Tomorrow I am sparring twelve or more rounds with four times Lightweight EFC Champ Costa Iaonnou. Costa is a long time student of mine, a trainer in Crazy Monkey Defence, and one of my BJJ Black Belts. This is a ritual we do three times a week. I really look forward to it. It’s loads of fun and personally challenging. I can see every time we spar, that he has thought about the previous session, then purposively changes his game up, adding new strategies to it. I do the same. In a real sense, we help ‘level up’ each others games, by constantly trying to out strategize each other. The rounds are fast paced, but we never go out to hurt each other. Not only does this make the experience more enjoyable, but with the myriad of injuries I now have to contend with in my 40’s, I need to be careful with my body.
I wasn’t always the anti-Tough Guy of martial arts . . . in fact, I was that Tough-Guy! But being the Tough Guy was not a choice—it was a necessity. I thought I needed to be the Tough Guy to be taken seriously in the world of modern martial arts.

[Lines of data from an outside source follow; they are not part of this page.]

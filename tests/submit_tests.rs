//! Submission and health flows over the in-memory store.

use crossing_core::CrossingPurpose;
use crossing_generator::RecordGenerator;
use crossing_sim::{health, submit_record, FileExporter};
use document_gateway::{DocumentGateway, MemoryConnector};

async fn connected_gateway() -> (DocumentGateway, MemoryConnector) {
    let connector = MemoryConnector::new();
    let gateway = DocumentGateway::new(connector.clone());
    assert!(gateway.connect().await);
    (gateway, connector)
}

#[tokio::test]
async fn test_submit_saves_to_both_destinations() {
    let (gateway, _connector) = connected_gateway().await;
    let dir = tempfile::tempdir().unwrap();
    let exporter = FileExporter::new(dir.path());
    let record =
        RecordGenerator::new(11).generate_crossing_record_with_purpose(CrossingPurpose::Business);

    let response = submit_record(&gateway, &exporter, &record).await;

    assert!(response.success);
    assert!(response.mongodb_saved);
    assert_eq!(response.files_created.len(), 2);
    assert!(response.message.starts_with("Saved to filesystem: vehicle_"));
    assert!(response.message.ends_with(" | Saved to MongoDB"));
    assert!(!response.message.contains("Warnings"));

    for name in &response.files_created {
        assert!(dir.path().join(name).exists(), "missing {name}");
    }
    assert_eq!(gateway.count_documents("vehicle").await.unwrap(), 1);
    assert_eq!(gateway.count_documents("crossing").await.unwrap(), 1);
    assert_eq!(gateway.count_documents("cargo_manifest").await.unwrap(), 0);
}

#[tokio::test]
async fn test_submit_shipping_record_stores_cargo() {
    let (gateway, _connector) = connected_gateway().await;
    let dir = tempfile::tempdir().unwrap();
    let exporter = FileExporter::new(dir.path());
    let record =
        RecordGenerator::new(5).generate_crossing_record_with_purpose(CrossingPurpose::Shipping);
    let manifest_id = record.cargo.as_ref().unwrap().manifest_id.clone();

    let response = submit_record(&gateway, &exporter, &record).await;

    assert!(response.success);
    assert_eq!(response.files_created.len(), 3);
    assert!(response.files_created[2].starts_with("cargo_manifest_"));

    let page = gateway.list_page("cargo_manifest", 0, 20).await.unwrap();
    assert_eq!(page.total_count, 1);
    assert_eq!(page.documents[0].document.fields["manifest_id"], manifest_id);
    assert!(page.documents[0].display_label.starts_with(&manifest_id));
}

#[tokio::test]
async fn test_submit_without_store_keeps_files() {
    let gateway = DocumentGateway::new(MemoryConnector::new());
    let dir = tempfile::tempdir().unwrap();
    let exporter = FileExporter::new(dir.path());
    let record = RecordGenerator::new(3).generate_crossing_record();

    let response = submit_record(&gateway, &exporter, &record).await;

    assert!(response.success);
    assert!(!response.mongodb_saved);
    assert!(!response.files_created.is_empty());
    assert!(response
        .message
        .ends_with(" | Warnings: MongoDB not connected"));
}

#[tokio::test]
async fn test_submit_fails_when_both_destinations_fail() {
    let (gateway, connector) = connected_gateway().await;
    connector.store().set_available(false);

    let dir = tempfile::tempdir().unwrap();
    let blocked = dir.path().join("data");
    std::fs::write(&blocked, "not a directory").unwrap();
    let exporter = FileExporter::new(&blocked);
    let record = RecordGenerator::new(9).generate_crossing_record();

    let response = submit_record(&gateway, &exporter, &record).await;

    assert!(!response.success);
    assert!(!response.mongodb_saved);
    assert!(response.files_created.is_empty());
    assert!(response.message.starts_with("Failed to save: Filesystem save error: "));
    assert!(response.message.ends_with("; MongoDB not connected"));
}

#[tokio::test]
async fn test_health_reports_connection() {
    let (gateway, connector) = connected_gateway().await;

    let status = health(&gateway).await;
    assert!(status.mongodb_connected);
    assert_eq!(status.message, "Connected");

    connector.store().set_available(false);
    let status = health(&gateway).await;
    assert!(!status.mongodb_connected);
    assert_eq!(status.message, "Not connected");
}
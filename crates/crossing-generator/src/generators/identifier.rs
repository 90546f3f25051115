//! Identifier-shaped string generators.
//!
//! - license plate: `SS-LLL-DDD`
//! - manifest ID: `SCAC` + `YY` + 6 to 10 digits
//! - container ID: 10 characters over `A-Z0-9`

use super::pick;
use crate::reference::{SCAC_CODES, STATE_CODES};
use rand::Rng;

const UPPERCASE: &[u8] = b"ABCDEFGHIJKLMNOPQRSTUVWXYZ";
const DIGITS: &[u8] = b"0123456789";
const ALPHANUMERIC: &[u8] = b"ABCDEFGHIJKLMNOPQRSTUVWXYZ0123456789";

/// Shortest manifest sequence, in digits.
pub const MIN_SEQUENCE_DIGITS: usize = 6;
/// Longest manifest sequence, in digits.
pub const MAX_SEQUENCE_DIGITS: usize = 10;
pub const CONTAINER_ID_LENGTH: usize = 10;

/// Draw `len` characters uniformly from `alphabet`.
fn random_chars<R: Rng>(rng: &mut R, alphabet: &[u8], len: usize) -> String {
    (0..len)
        .map(|_| alphabet[rng.gen_range(0..alphabet.len())] as char)
        .collect()
}

/// Random digit string of exactly `len` digits. Leading zeros are allowed.
pub fn generate_digits<R: Rng>(rng: &mut R, len: usize) -> String {
    random_chars(rng, DIGITS, len)
}

pub fn generate_license_plate<R: Rng>(rng: &mut R) -> String {
    let state = pick(rng, STATE_CODES);
    let letters = random_chars(rng, UPPERCASE, 3);
    let numbers = random_chars(rng, DIGITS, 3);
    format!("{state}-{letters}-{numbers}")
}

/// Manifest ID for the given two-digit year (`year % 100`).
pub fn generate_manifest_id<R: Rng>(rng: &mut R, year: i32) -> String {
    let scac = pick(rng, SCAC_CODES);
    let sequence_len = rng.gen_range(MIN_SEQUENCE_DIGITS..=MAX_SEQUENCE_DIGITS);
    let sequence = generate_digits(rng, sequence_len);
    format!("{scac}{:02}{sequence}", year.rem_euclid(100))
}

pub fn generate_container_id<R: Rng>(rng: &mut R) -> String {
    random_chars(rng, ALPHANUMERIC, CONTAINER_ID_LENGTH)
}

#[cfg(test)]
mod tests {
    use super::*;
    use rand::rngs::StdRng;
    use rand::SeedableRng;

    #[test]
    fn test_license_plate_format() {
        let mut rng = StdRng::seed_from_u64(42);

        for _ in 0..200 {
            let plate = generate_license_plate(&mut rng);
            let parts: Vec<&str> = plate.split('-').collect();

            assert_eq!(parts.len(), 3, "plate {plate}");
            assert!(STATE_CODES.contains(&parts[0]));
            assert!(parts[1].len() == 3 && parts[1].chars().all(|c| c.is_ascii_uppercase()));
            assert!(parts[2].len() == 3 && parts[2].chars().all(|c| c.is_ascii_digit()));
        }
    }

    #[test]
    fn test_manifest_id_format() {
        let mut rng = StdRng::seed_from_u64(7);
        let mut lengths = std::collections::HashSet::new();

        for _ in 0..500 {
            let id = generate_manifest_id(&mut rng, 2025);
            assert!((12..=16).contains(&id.len()), "manifest id {id}");
            assert!(SCAC_CODES.contains(&&id[..4]));
            assert_eq!(&id[4..6], "25");
            assert!(id[6..].chars().all(|c| c.is_ascii_digit()));
            lengths.insert(id.len());
        }

        // Every sequence length from 6 to 10 digits shows up.
        assert_eq!(lengths.len(), 5);
    }

    #[test]
    fn test_manifest_year_is_zero_padded() {
        let mut rng = StdRng::seed_from_u64(1);
        let id = generate_manifest_id(&mut rng, 2007);
        assert_eq!(&id[4..6], "07");
    }

    #[test]
    fn test_container_id_format() {
        let mut rng = StdRng::seed_from_u64(3);
        for _ in 0..100 {
            let id = generate_container_id(&mut rng);
            assert_eq!(id.len(), CONTAINER_ID_LENGTH);
            assert!(id
                .chars()
                .all(|c| c.is_ascii_uppercase() || c.is_ascii_digit()));
        }
    }

    #[test]
    fn test_deterministic_generation() {
        let mut rng1 = StdRng::seed_from_u64(42);
        let mut rng2 = StdRng::seed_from_u64(42);

        assert_eq!(
            generate_license_plate(&mut rng1),
            generate_license_plate(&mut rng2)
        );
    }
}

Calling myself a martial ARTIST in my industry of modern martial arts gets a bad wrap. When you mention that you are a martial ARTIST to the new hyper-competitive or reality based self defence crowd, they immediately think of guys running around in white PJ’s practicing tradition or doing kata. If you are brave enough to say that you are not into competing, or that self-defence really isn’t your primary goal for training, expect to be labeled a fraud, a poser, a wannabe. How did we get to this sad state of affairs?